Australia also lacks is a thriving manufacturing sector to support that innovation - used to have it, but we've been letting it rot on the vine for the last 40-50 years. For example, remember when Australia had three local car manufacturers? Three! Now none (since 2017). An automotive industry supports all kinds of spinoff industries and SMEs that are then in a good position to adapt to new innovative needs - unfortunately that base just isn't there any more.
20 - 30 years ago, Australia led the work with solar panel tech. But because nobody cared to invest locally, now we buy them from China. Australia used to lead the world in photonics (e.g. optical fibre, broadband etc), now that expertise is overseas. Did you know that wifi, as we know it today, was originally developed in Australia? I personally remember back in the mid-1990's, marvelling at the guys from CSIRO and Uni of Western Sydney running LANs *without cables*! I could go on.
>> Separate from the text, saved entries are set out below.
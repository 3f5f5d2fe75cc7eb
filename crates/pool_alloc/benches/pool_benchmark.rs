//! # Pool Allocator Benchmark
//!
//! Pooled alloc/release against one boxed allocation per object.
//!
//! Run with: `cargo bench --package pool_alloc`

// Benchmarks don't need docs
#![allow(missing_docs)]

use criterion::{black_box, criterion_group, criterion_main, BenchmarkId, Criterion};
use pool_alloc::{PoolManager, SizeClassPool, DEFAULT_MAX_CHUNK_BYTES};

const BATCH: usize = 10_000;

/// Benchmark: alloc then release a batch from one size class.
fn bench_size_class_pool(c: &mut Criterion) {
    let mut pool = SizeClassPool::new(32, 512);
    let mut blocks = Vec::with_capacity(BATCH);

    c.bench_function("size_class_pool_batch", |b| {
        b.iter(|| {
            blocks.extend((0..BATCH).map(|_| pool.alloc()));
            for block in blocks.drain(..) {
                pool.release(black_box(block));
            }
        });
    });
}

/// Benchmark: manager dispatch across several request sizes.
fn bench_manager(c: &mut Criterion) {
    let mut group = c.benchmark_group("manager_batch");
    let mut pools = PoolManager::with_step(256, 16, DEFAULT_MAX_CHUNK_BYTES).unwrap();
    let mut handles = Vec::with_capacity(BATCH);

    for size in [8, 24, 100, 256] {
        group.bench_with_input(BenchmarkId::new("pooled", size), &size, |b, &size| {
            b.iter(|| {
                handles.extend((0..BATCH).map(|_| pools.alloc(black_box(size))));
                for handle in handles.drain(..) {
                    pools.release(handle);
                }
            });
        });

        group.bench_with_input(BenchmarkId::new("boxed", size), &size, |b, &size| {
            b.iter(|| {
                let boxes: Vec<Box<[u8]>> = (0..BATCH)
                    .map(|_| vec![0u8; black_box(size)].into_boxed_slice())
                    .collect();
                black_box(boxes)
            });
        });
    }

    group.finish();
}

criterion_group!(benches, bench_size_class_pool, bench_manager);
criterion_main!(benches);
//! # Shared Pool Manager
//!
//! A [`PoolManager`] behind one `parking_lot` mutex.

use parking_lot::Mutex;

use crate::memory::{Handle, PoolManager};

/// A [`PoolManager`] that can be shared between threads.
///
/// Every call takes the single lock for its whole duration. Use
/// [`with`](Self::with) to batch several operations under one lock.
///
/// # Example
///
/// ```rust,ignore
/// let shared = Arc::new(SharedPoolManager::new(PoolManager::from_sizes([16, 64], 4096)?));
///
/// let handle = shared.alloc(40);
/// shared.with(|pools| pools.bytes_mut(&mut handle)[0] = 1);
/// shared.release(handle);
/// ```
#[derive(Debug)]
pub struct SharedPoolManager {
    inner: Mutex<PoolManager>,
}

impl SharedPoolManager {
    /// Wraps a manager.
    #[must_use]
    pub fn new(manager: PoolManager) -> Self {
        Self {
            inner: Mutex::new(manager),
        }
    }

    /// Allocates at least `size` bytes. See [`PoolManager::alloc`].
    pub fn alloc(&self, size: usize) -> Handle {
        self.inner.lock().alloc(size)
    }

    /// Releases a handle. See [`PoolManager::release`].
    pub fn release(&self, handle: Handle) {
        self.inner.lock().release(handle);
    }

    /// Runs `f` with exclusive access to the manager.
    pub fn with<R>(&self, f: impl FnOnce(&mut PoolManager) -> R) -> R {
        f(&mut self.inner.lock())
    }

    /// Unwraps the manager.
    #[must_use]
    pub fn into_inner(self) -> PoolManager {
        self.inner.into_inner()
    }
}
//! Allocation stress regression for pools and the pool manager.
//!
//! Fill every allocation with its own index, verify, release everything,
//! then do it again on the recycled memory.
//!
//! The typed pool runs the full ten million `u32` values by default (about
//! 40MB of blocks). The manager variant at that count also keeps ten million
//! handles alive, so it is `#[ignore]`d; run it with `cargo test -- --ignored`.

use pool_alloc::{MemoryManager, PoolManager, TypedPool, DEFAULT_MAX_CHUNK_BYTES};

const COUNT: u32 = 1_000_000;
const FULL_COUNT: u32 = 10_000_000;

fn run_typed_pool(count: u32) {
    let mut pool: TypedPool<u32> = TypedPool::new(1024);

    for round in 0..2 {
        let handles: Vec<_> = (0..count).map(|i| pool.alloc(i)).collect();

        let correct = handles
            .iter()
            .enumerate()
            .filter(|&(i, h)| pool.get(h) == i as u32)
            .count();
        assert_eq!(correct, count as usize, "round {round}");

        for h in handles {
            let _ = pool.release(h);
        }
    }

    // The second round ran entirely on recycled blocks.
    assert_eq!(pool.pool().capacity(), (count as usize).div_ceil(1024) * 1024);
}

fn run_manager(count: u32) {
    let mut pools =
        PoolManager::from_sizes([10, 1, 14, 20, 9, 8], DEFAULT_MAX_CHUNK_BYTES).unwrap();

    for round in 0..2 {
        let handles: Vec<_> = (0..count).map(|i| pools.alloc_value(i)).collect();

        let correct = handles
            .iter()
            .enumerate()
            .filter(|&(i, h)| pools.get(h) == i as u32)
            .count();
        assert_eq!(correct, count as usize, "round {round}");

        for h in handles {
            let _ = pools.release_value(h);
        }
    }

    // u32 lands in the smallest class; no other pool was touched.
    assert!(pools.pools()[0].chunk_count() > 0);
    assert!(pools.pools()[1..].iter().all(|p| p.chunk_count() == 0));
}

#[test]
fn test_typed_pool_stress() {
    run_typed_pool(FULL_COUNT);
}

#[test]
fn test_manager_stress() {
    run_manager(COUNT);
}

#[test]
#[ignore = "holds ten million handles; run with --ignored"]
fn test_manager_stress_full() {
    run_manager(FULL_COUNT);
}

#[test]
fn test_growth_is_unbounded() {
    let mut pools = PoolManager::from_sizes([64], 256).unwrap();

    let handles: Vec<_> = (0..10_000).map(|_| pools.alloc(64)).collect();
    assert_eq!(pools.pools()[0].blocks_per_chunk(), 4);
    assert_eq!(pools.pools()[0].chunk_count(), 2_500);

    let mut addresses: Vec<usize> = handles
        .iter()
        .map(|h| pools.bytes(h).as_ptr() as usize)
        .collect();
    addresses.sort_unstable();
    addresses.dedup();
    assert_eq!(addresses.len(), handles.len());

    for h in handles {
        pools.release(h);
    }
}

#[test]
fn test_interface_mirrors_sized_release() {
    let mut pools =
        PoolManager::from_sizes([10, 1, 14, 20, 9, 8], DEFAULT_MAX_CHUNK_BYTES).unwrap();

    let handles: Vec<_> = (0..10_000).map(|_| pools.allocate_type::<u32>(1)).collect();
    for h in handles {
        pools.deallocate_type::<u32>(h, 1);
    }

    let again = pools.allocate_type::<u32>(1);
    assert_eq!(again.class(), Some(0));
    pools.deallocate_type::<u32>(again, 1);
}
People have started re-thinking about Australia's manufacturing sector woes, especially since Scomo's "Bull in a China shop" diplomatic crisis in about 2020 and the broader dawning realisation that the world may be heading towards a new era of conflicts worldwide, and that Australia should be thinking more about self-sufficiency and capabilities rather than outsourcing all our manufacturing and expertise to countries with cheaper labour and laxer environmental laws.